Monsieur Y..., chef d'entreprise, a déclaré en 2010 des salaires de 36. 000 euros, des revenus de capitaux mobiliers à hauteur de 6. 757 euros et des revenus fonciers de 2. 940 euros, soit un revenu mensuel moyen de 3. 808, 08 euros. Il assume des charges de copropriété d'environ 185 euros par mois et la charge principale des deux aînés, Côme et Marie, auxquels il verse 640 euros par mois.
Ses revenus ont connu un diminution régulière en 2007 (75. 527 euros), 2008 (71. 765 euros) et 2009 (69. 160 euros). En 2010, cette baisse s'est accentuée (45. 697 euros).

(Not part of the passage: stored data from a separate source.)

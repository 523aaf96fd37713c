//! Shared types and models for the refurbished-equipment inventory
//!
//! This crate holds the device lifecycle rules shared between the backend,
//! the browser grid (via WASM) and the integration tests.

pub mod error;
pub mod models;
pub mod types;
pub mod validation;

pub use error::*;
pub use models::*;
pub use types::*;
pub use validation::*;
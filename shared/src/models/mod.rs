//! Domain models for the refurbished-equipment inventory

mod catalog;
mod device;
mod fault;
mod intake;
mod movement;
mod package;
mod patch;
mod scrap;
mod technician;
mod warehouse;

pub use catalog::*;
pub use device::*;
pub use fault::*;
pub use intake::*;
pub use movement::*;
pub use package::*;
pub use patch::*;
pub use scrap::*;
pub use technician::*;
pub use warehouse::*;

Pour autant, monsieur Y... ne saurait invoquer cette diminution à l'appui de sa demande de diminution de pension alimentaire à hauteur de 190 euros alors qu'il a lui-même proposé lors de l'audience sur tentative de conciliation tenue le 31 mai 2010 de verser à son épouse une pension de 400 euros par mois.
Compte tenu de ces éléments, il y a lieu de confirmer l'ordonnance attaquée en ce qu'elle a fixé le montant de la pension alimentaire versée à l'épouse à la somme mensuelle de 400 euros.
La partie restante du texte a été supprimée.